WORK INSTRUCTIONS
Output only the lines below from the one containing "to console output" to the one containing "Print an error", exactly as written, both ends kept.

--- DATA EXCERPTS ---

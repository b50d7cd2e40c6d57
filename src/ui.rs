/// User interface and status output utilities
///
/// This module handles:
/// - Thread-safe console output
/// - Colored error lines
use lazy_static::lazy_static;
use std::io::Write;
use std::sync::Mutex;

/// Execute a function with exclusive access to console output
fn status_lock<F>(f: F)
where
    F: FnOnce(),
{
    lazy_static! {
        static ref LOCK: Mutex<()> = Mutex::new(());
    }
    let _guard = LOCK.lock();
    f();
}

/// Print colored text to terminal, with fallback to plain text
fn print_color(s: &str, fg: term::color::Color) {
    if !really_print_color(s, fg) {
        eprint!("{}", s);
    }

    fn really_print_color(s: &str, fg: term::color::Color) -> bool {
        let Some(mut t) = term::stderr() else {
            return false;
        };
        if t.fg(fg).is_err() {
            return false;
        }
        let _ = t.attr(term::Attr::Bold);
        if write!(t, "{}", s).is_err() {
            return false;
        }
        let _ = t.reset();
        true
    }
}

/// Print a status message with "report: " prefix (thread-safe)
pub fn status(s: &str) {
    status_lock(|| {
        println!("report: {}", s);
    });
}

/// Print an error message with colored "error" prefix
pub fn print_error(msg: &str) {
    status_lock(|| {
        print_color("error", term::color::BRIGHT_RED);
        eprintln!(": {}", msg);
    });
}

---

RESPONSE TO THIS EXERCISE
/// Execute a function with exclusive access to console output
fn status_lock<F>(f: F)
where
    F: FnOnce(),
{
    lazy_static! {
        static ref LOCK: Mutex<()> = Mutex::new(());
    }
    let _guard = LOCK.lock();
    f();
}

/// Print colored text to terminal, with fallback to plain text
fn print_color(s: &str, fg: term::color::Color) {
    if !really_print_color(s, fg) {
        eprint!("{}", s);
    }

    fn really_print_color(s: &str, fg: term::color::Color) -> bool {
        let Some(mut t) = term::stderr() else {
            return false;
        };
        if t.fg(fg).is_err() {
            return false;
        }
        let _ = t.attr(term::Attr::Bold);
        if write!(t, "{}", s).is_err() {
            return false;
        }
        let _ = t.reset();
        true
    }
}

/// Print a status message with "report: " prefix (thread-safe)
pub fn status(s: &str) {
    status_lock(|| {
        println!("report: {}", s);
    });
}

/// Print an error message with colored "error" prefix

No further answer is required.